Les raisons avancées par les Républicains sont sensiblement les mêmes. « Il faut aimer le contact avec les gens si l’on s’engage. On ne s’investit pas parce que l’on est obligé de le faire, d’ailleurs nous le disons aux militants de notre section », confirme Omar Ben Abderahmen. Tiphaine Armand (UDI) va dans le même sens. « S’investir dans une campagne quand on est étudiant, c’est comme vouloir s’investir dans une association ou accomplir un projet humanitaire. C’est une volonté personnelle de s’engager pour les autres qui s’explique principalement par le plaisir que cela procure. Ainsi l’investissement au sein d’une campagne est motivé par des valeurs, des idées et un avenir commun meilleur à nos yeux. »
Toutefois, l’engagement militant via une section sciencespiste est-il toujours mu par des objectifs uniquement altruistes ou ne répond-il pas parfois à des desseins plus personnels ? C’est du moins ce que dénonce Alexandre Louradour (ND) : « Je reproche l’opportunisme de certains lors des campagnes. Il s’agit d’une minorité, mais certains cherchent à se placer, à créer des liens au niveau local et national. Pour moi, le but premier d’une association politique à Sciences Po n’est pas de s’assurer un avenir via le réseautage et le placement. Les associations ne servent pas à faire campagne mais à produire du débat dans l’école. »
Les sections les plus à gauche défendent un militantisme désintéressé. C’est le cas du Front de Gauche : « En s’engageant on ne cherche pas à faire carrière. On fait cela pour défendre les idées qui nous tiennent à coeur et qui sont centrales dans la lutte aujourd’hui : égalité, démocratie, progrès social, écologie, etc. » se défend Côme Delanery. Même réponse chez les Ecolos Sciences Po, puisqu’Amélie Gaillat confirme que « l’idée est surtout de faire ce qui nous plait et de trouver des moyens de changer les choses à notre échelle. »

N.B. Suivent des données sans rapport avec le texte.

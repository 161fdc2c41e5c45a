//! Zentrale Konfiguration für den StringingTool-Editor.
//!
//! `EditorOptions` enthält alle zur Laufzeit änderbaren Werte.
//! Die `const`-Werte bleiben als Fallback/Default erhalten.

use serde::{Deserialize, Serialize};

// ── Kamera ──────────────────────────────────────────────────────────

/// Startposition der Kamera (Blick auf den Ursprung).
pub const CAMERA_START_POSITION: [f32; 3] = [500.0, 500.0, 1000.0];
/// Vertikales Sichtfeld in Grad.
pub const CAMERA_FOV_DEGREES: f32 = 70.0;
/// Near-Plane.
pub const CAMERA_NEAR: f32 = 1.0;
/// Far-Plane.
pub const CAMERA_FAR: f32 = 10_000.0;
/// Minimaler Orbit-Abstand.
pub const CAMERA_MIN_DISTANCE: f32 = 100.0;
/// Maximaler Orbit-Abstand.
pub const CAMERA_MAX_DISTANCE: f32 = 2000.0;
/// Zoom-Schritt bei Mausrad-Scroll.
pub const CAMERA_SCROLL_ZOOM_STEP: f32 = 1.1;
/// Orbit-Geschwindigkeit (Radiant pro Pixel Mausbewegung).
pub const CAMERA_ORBIT_SPEED: f32 = 0.005;

// ── Szene ───────────────────────────────────────────────────────────

/// Radius der Punkt-Kugeln in Welteinheiten.
pub const POINT_RADIUS: f32 = 10.0;
/// Durchmesser neuer Forcefields.
pub const FORCEFIELD_DEFAULT_DIAMETER: f32 = 20.0;
/// Slider-Bereich für Forcefield-Durchmesser.
pub const FORCEFIELD_DIAMETER_MIN: f32 = 1.0;
pub const FORCEFIELD_DIAMETER_MAX: f32 = 2000.0;
/// Halbe Kantenlänge des Quadrats für Zufallsplatzierung auf der Bodenebene.
pub const PLACEMENT_HALF_EXTENT: f32 = 500.0;
/// Kantenlänge des Bodengitters.
pub const GRID_SIZE: f32 = 1000.0;
/// Unterteilungen des Bodengitters.
pub const GRID_DIVISIONS: u32 = 20;

// ── Selektion ───────────────────────────────────────────────────────

/// Pick-Toleranz für Connections in Screen-Pixeln.
pub const LINE_PICK_RADIUS_PX: f32 = 6.0;
/// Pick-Radius des Manipulator-Griffs in Screen-Pixeln.
pub const MANIPULATOR_PICK_RADIUS_PX: f32 = 14.0;

// ── Farben (RGBA) ───────────────────────────────────────────────────

pub const POINT_COLOR_DEFAULT: [f32; 4] = [1.0, 0.0, 0.0, 1.0];
pub const POINT_COLOR_SELECTED: [f32; 4] = [0.0, 1.0, 0.0, 1.0];
pub const FORCEFIELD_COLOR_DEFAULT: [f32; 4] = [0.0, 1.0, 0.0, 0.3];
pub const FORCEFIELD_COLOR_SELECTED: [f32; 4] = [0.0, 0.0, 1.0, 0.3];
pub const CONNECTION_COLOR_DEFAULT: [f32; 4] = [0.0, 0.0, 1.0, 1.0];
pub const CONNECTION_COLOR_SELECTED: [f32; 4] = [1.0, 0.4, 0.0, 1.0];
/// Gemeinsames Gruppenmaterial (Orange).
pub const GROUP_COLOR: [f32; 4] = [1.0, 0.4, 0.0, 1.0];
/// Farbe der Mesh-Vorschau.
pub const MESH_COLOR: [f32; 4] = [0.6, 0.2, 0.8, 1.0];
/// Farbe des Manipulator-Griffs.
pub const MANIPULATOR_COLOR: [f32; 4] = [1.0, 1.0, 0.0, 1.0];

// ── Connection-Rendering ───────────────────────────────────────────

/// Linienstärke nicht selektierter Connections (Pixel).
pub const CONNECTION_WIDTH_DEFAULT: f32 = 2.0;
/// Linienstärke selektierter/gruppierter Connections (Pixel).
pub const CONNECTION_WIDTH_SELECTED: f32 = 3.0;

// ── Kurven & Mesh ──────────────────────────────────────────────────

/// Segmente pro Bezier-Kurve (Samples = Segmente + 1). Fest, nicht konfigurierbar.
pub const CURVE_SEGMENTS: usize = 50;
/// Standard-Dicke des Röhren-Meshs.
pub const MESH_THICKNESS: f32 = 1.0;
pub const MESH_THICKNESS_MIN: f32 = 0.1;
pub const MESH_THICKNESS_MAX: f32 = 10.0;

// ── Historie ───────────────────────────────────────────────────────

/// Maximale Undo-Tiefe.
pub const UNDO_DEPTH: usize = 200;

// ── Laufzeit-Optionen (serialisierbar) ─────────────────────────────

/// Alle zur Laufzeit änderbaren Editor-Optionen.
/// Wird als `stringing_editor.toml` neben der Binary gespeichert.
#[derive(Debug, Clone, Serialize, Deserialize, PartialEq)]
#[serde(default)]
pub struct EditorOptions {
    // ── Szene ───────────────────────────────────────────────────
    /// Radius der Punkt-Kugeln
    pub point_radius: f32,
    /// Durchmesser neuer Forcefields
    pub forcefield_default_diameter: f32,
    /// Untergrenze des Durchmesser-Sliders
    pub forcefield_diameter_min: f32,
    /// Obergrenze des Durchmesser-Sliders
    pub forcefield_diameter_max: f32,
    /// Halbe Kantenlänge für Zufallsplatzierung
    pub placement_half_extent: f32,
    pub grid_size: f32,
    pub grid_divisions: u32,

    // ── Selektion ───────────────────────────────────────────────
    /// Pick-Toleranz für Connections in Screen-Pixeln
    pub line_pick_radius_px: f32,
    /// Pick-Radius des Manipulator-Griffs in Screen-Pixeln
    pub manipulator_pick_radius_px: f32,

    // ── Farben ──────────────────────────────────────────────────
    pub point_color_default: [f32; 4],
    pub point_color_selected: [f32; 4],
    pub forcefield_color_default: [f32; 4],
    pub forcefield_color_selected: [f32; 4],
    pub connection_color_default: [f32; 4],
    pub connection_color_selected: [f32; 4],
    pub group_color: [f32; 4],
    pub mesh_color: [f32; 4],
    pub manipulator_color: [f32; 4],

    // ── Connections ─────────────────────────────────────────────
    /// Linienstärke nicht selektierter Connections
    pub connection_width_default: f32,
    /// Linienstärke selektierter und gruppierter Connections
    pub connection_width_selected: f32,

    // ── Kurven & Mesh ───────────────────────────────────────────
    /// Dicke des Röhren-Meshs
    pub mesh_thickness: f32,

    // ── Kamera ──────────────────────────────────────────────────
    pub camera_start_position: [f32; 3],
    pub camera_fov_degrees: f32,
    pub camera_near: f32,
    pub camera_far: f32,
    pub camera_min_distance: f32,
    pub camera_max_distance: f32,
    /// Zoom-Schritt bei Mausrad-Scroll
    pub camera_scroll_zoom_step: f32,
    /// Orbit-Geschwindigkeit (Radiant pro Pixel)
    pub camera_orbit_speed: f32,

    // ── Historie ────────────────────────────────────────────────
    /// Maximale Anzahl Undo-Schritte
    pub undo_depth: usize,
}

impl Default for EditorOptions {
    fn default() -> Self {
        Self {
            point_radius: POINT_RADIUS,
            forcefield_default_diameter: FORCEFIELD_DEFAULT_DIAMETER,
            forcefield_diameter_min: FORCEFIELD_DIAMETER_MIN,
            forcefield_diameter_max: FORCEFIELD_DIAMETER_MAX,
            placement_half_extent: PLACEMENT_HALF_EXTENT,
            grid_size: GRID_SIZE,
            grid_divisions: GRID_DIVISIONS,

            line_pick_radius_px: LINE_PICK_RADIUS_PX,
            manipulator_pick_radius_px: MANIPULATOR_PICK_RADIUS_PX,

            point_color_default: POINT_COLOR_DEFAULT,
            point_color_selected: POINT_COLOR_SELECTED,
            forcefield_color_default: FORCEFIELD_COLOR_DEFAULT,
            forcefield_color_selected: FORCEFIELD_COLOR_SELECTED,
            connection_color_default: CONNECTION_COLOR_DEFAULT,
            connection_color_selected: CONNECTION_COLOR_SELECTED,
            group_color: GROUP_COLOR,
            mesh_color: MESH_COLOR,
            manipulator_color: MANIPULATOR_COLOR,

            connection_width_default: CONNECTION_WIDTH_DEFAULT,
            connection_width_selected: CONNECTION_WIDTH_SELECTED,

            mesh_thickness: MESH_THICKNESS,

            camera_start_position: CAMERA_START_POSITION,
            camera_fov_degrees: CAMERA_FOV_DEGREES,
            camera_near: CAMERA_NEAR,
            camera_far: CAMERA_FAR,
            camera_min_distance: CAMERA_MIN_DISTANCE,
            camera_max_distance: CAMERA_MAX_DISTANCE,
            camera_scroll_zoom_step: CAMERA_SCROLL_ZOOM_STEP,
            camera_orbit_speed: CAMERA_ORBIT_SPEED,

            undo_depth: UNDO_DEPTH,
        }
    }
}

impl EditorOptions {
    /// Lädt Optionen aus einer TOML-Datei. Bei Fehler: Standardwerte.
    pub fn load_from_file(path: &std::path::Path) -> Self {
        match std::fs::read_to_string(path) {
            Ok(content) => match toml::from_str(&content) {
                Ok(opts) => {
                    log::info!("Optionen geladen aus: {}", path.display());
                    Self::sanitized(opts)
                }
                Err(e) => {
                    log::warn!("Optionen-Datei fehlerhaft, verwende Standardwerte: {}", e);
                    Self::default()
                }
            },
            Err(_) => {
                log::info!("Keine Optionen-Datei gefunden, verwende Standardwerte");
                Self::default()
            }
        }
    }

    /// Speichert Optionen als TOML-Datei.
    pub fn save_to_file(&self, path: &std::path::Path) -> anyhow::Result<()> {
        let content = toml::to_string_pretty(self)?;
        std::fs::write(path, content)?;
        log::info!("Optionen gespeichert nach: {}", path.display());
        Ok(())
    }

    /// Ermittelt den Pfad zur Optionen-Datei neben der Binary.
    pub fn config_path() -> std::path::PathBuf {
        std::env::current_exe()
            .unwrap_or_else(|_| std::path::PathBuf::from("stringing_editor"))
            .parent()
            .unwrap_or_else(|| std::path::Path::new("."))
            .join("stringing_editor.toml")
    }

    /// Korrigiert Wertebereiche, an denen `f32::clamp` oder die Projektion scheitern würden.
    ///
    /// Vertauschte Grenzen werden getauscht, nicht-positive oder nicht-endliche
    /// Grenzen fallen auf die Standardwerte zurück.
    pub fn sanitize(&mut self) {
        sanitize_range(
            "Kamera-Abstand",
            &mut self.camera_min_distance,
            &mut self.camera_max_distance,
            (CAMERA_MIN_DISTANCE, CAMERA_MAX_DISTANCE),
        );
        sanitize_range(
            "Kamera Near/Far",
            &mut self.camera_near,
            &mut self.camera_far,
            (CAMERA_NEAR, CAMERA_FAR),
        );
        sanitize_range(
            "Forcefield-Durchmesser",
            &mut self.forcefield_diameter_min,
            &mut self.forcefield_diameter_max,
            (FORCEFIELD_DIAMETER_MIN, FORCEFIELD_DIAMETER_MAX),
        );
        if !self.forcefield_default_diameter.is_finite() {
            self.forcefield_default_diameter = FORCEFIELD_DEFAULT_DIAMETER;
        }
        self.forcefield_default_diameter = self.clamp_diameter(self.forcefield_default_diameter);
        if !self.mesh_thickness.is_finite() {
            self.mesh_thickness = MESH_THICKNESS;
        }
        self.mesh_thickness = Self::clamp_mesh_thickness(self.mesh_thickness);
    }

    /// Wie [`Self::sanitize`], für Builder-Ketten.
    pub fn sanitized(mut self) -> Self {
        self.sanitize();
        self
    }

    /// Klemmt einen Durchmesser auf den Slider-Bereich.
    pub fn clamp_diameter(&self, diameter: f32) -> f32 {
        diameter.clamp(self.forcefield_diameter_min, self.forcefield_diameter_max)
    }

    /// Klemmt die Mesh-Dicke auf den gültigen Bereich.
    pub fn clamp_mesh_thickness(thickness: f32) -> f32 {
        thickness.clamp(MESH_THICKNESS_MIN, MESH_THICKNESS_MAX)
    }
}

/// Stellt `0 < min <= max` sicher.
fn sanitize_range(label: &str, min: &mut f32, max: &mut f32, defaults: (f32, f32)) {
    if !(min.is_finite() && max.is_finite() && *min > 0.0 && *max > 0.0) {
        log::warn!(
            "{}: ungültiger Bereich {}..{}, verwende Standardwerte",
            label,
            min,
            max
        );
        (*min, *max) = defaults;
    } else if *min > *max {
        log::warn!("{}: Grenzen vertauscht ({}..{}), korrigiert", label, min, max);
        std::mem::swap(min, max);
    }
}

#[cfg(test)]
mod tests {
    use super::*;

    #[test]
    fn test_partial_toml_falls_back_to_defaults() {
        let opts: EditorOptions =
            toml::from_str("point_radius = 4.0\n").expect("gültiges TOML");
        assert_eq!(opts.point_radius, 4.0);
        assert_eq!(opts.undo_depth, UNDO_DEPTH);
        assert_eq!(opts.forcefield_default_diameter, FORCEFIELD_DEFAULT_DIAMETER);
    }

    #[test]
    fn test_toml_roundtrip_preserves_values() {
        let mut opts = EditorOptions::default();
        opts.undo_depth = 17;
        opts.connection_color_selected = [0.1, 0.2, 0.3, 1.0];
        let text = toml::to_string_pretty(&opts).expect("serialisierbar");
        let back: EditorOptions = toml::from_str(&text).expect("deserialisierbar");
        assert_eq!(back, opts);
    }

    #[test]
    fn test_missing_file_yields_defaults() {
        let opts = EditorOptions::load_from_file(std::path::Path::new(
            "/nonexistent/stringing_editor.toml",
        ));
        assert_eq!(opts, EditorOptions::default());
    }

    #[test]
    fn test_inverted_ranges_are_swapped() {
        let mut opts: EditorOptions = toml::from_str(
            "camera_min_distance = 3000.0\n\
             camera_max_distance = 100.0\n\
             forcefield_diameter_min = 500.0\n\
             forcefield_diameter_max = 50.0\n",
        )
        .expect("gültiges TOML");
        opts.sanitize();

        assert_eq!(opts.camera_min_distance, 100.0);
        assert_eq!(opts.camera_max_distance, 3000.0);
        assert_eq!(opts.forcefield_diameter_min, 50.0);
        assert_eq!(opts.forcefield_diameter_max, 500.0);
        assert_eq!(opts.forcefield_default_diameter, 50.0);
        assert_eq!(opts.clamp_diameter(1000.0), 500.0);
    }

    #[test]
    fn test_non_positive_diameter_minimum_falls_back_to_defaults() {
        let opts = EditorOptions {
            forcefield_diameter_min: 0.0,
            forcefield_diameter_max: -5.0,
            camera_near: f32::NAN,
            ..EditorOptions::default()
        }
        .sanitized();

        assert_eq!(opts.forcefield_diameter_min, FORCEFIELD_DIAMETER_MIN);
        assert_eq!(opts.forcefield_diameter_max, FORCEFIELD_DIAMETER_MAX);
        assert_eq!(opts.camera_near, CAMERA_NEAR);
        assert_eq!(opts.camera_far, CAMERA_FAR);
    }

    #[test]
    fn test_inverted_file_is_corrected_on_load() {
        let path = std::env::temp_dir().join(format!(
            "stringing_editor_inverted_{}.toml",
            std::process::id()
        ));
        std::fs::write(
            &path,
            "camera_min_distance = 3000.0\ncamera_max_distance = 100.0\n",
        )
        .expect("Temp-Datei schreibbar");

        let opts = EditorOptions::load_from_file(&path);
        let _ = std::fs::remove_file(&path);

        assert!(opts.camera_min_distance <= opts.camera_max_distance);
        assert_eq!(opts.camera_min_distance, 100.0);
    }

    #[test]
    fn test_unknown_curve_segments_key_is_ignored() {
        let opts: EditorOptions =
            toml::from_str("curve_segments = 4\n").expect("unbekannte Schlüssel erlaubt");
        assert_eq!(opts, EditorOptions::default());
    }
}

Néanmoins, quand l’on se déplace vers la droite de l’échiquier politique, le carriérisme semble plus présent, ou du moins plus avoué. Séraphin Élie est conscient que « le phénomène de réseautage existe ». « Certaines personnes ont vraiment envie de se montrer, mais il ne faut pas non plus tout condamner. Il s’agit souvent de personnes qui croient en la possibilité de changement, qui ont envie de faire des choses concrètes. Or il n’y a pas de miracle : il faut être sur une liste pour être élu. » Chez les Républicains, ce phénomène n’est pas non plus mal considéré. Au contraire, Omar Ben Abderahmen reconnait que participer à une campagne permet de « s’ouvrir une porte dans le monde politique. C’est ainsi que cela marche, en faisant ses preuves, en montrant l’envie de s’impliquer. Et c’est une bonne nouvelle, la section veut que les gens aient l’opportunité de s’impliquer en dehors de la section des Républicains de Sciences Po. »
Déterminé et enthousiaste, le militant du 27 défend avec conviction ses opinions. Jamais à court de temps ni de volonté pour promouvoir sa section en Péniche, il se bat avec passion pour faire vivre le débat public à l’échelle de Sciences Po. Même s’il est souvent déconsidéré par ses camarades, il reste une figure incontournable de la vie étudiante de notre école.